* **Goal of the exercise**
Once the data has been read, print it back in full, exactly.

[[ Data in this exercise, beginning ]]

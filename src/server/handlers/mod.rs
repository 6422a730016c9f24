pub mod places;
pub mod routes;
pub mod stops;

[[ Data in this exercise, end ]]

* **Output of the exercise**
filename src/server/handlers/mod.rs
repository 6422a730016c9f24
pub mod places;
pub mod routes;
pub mod stops;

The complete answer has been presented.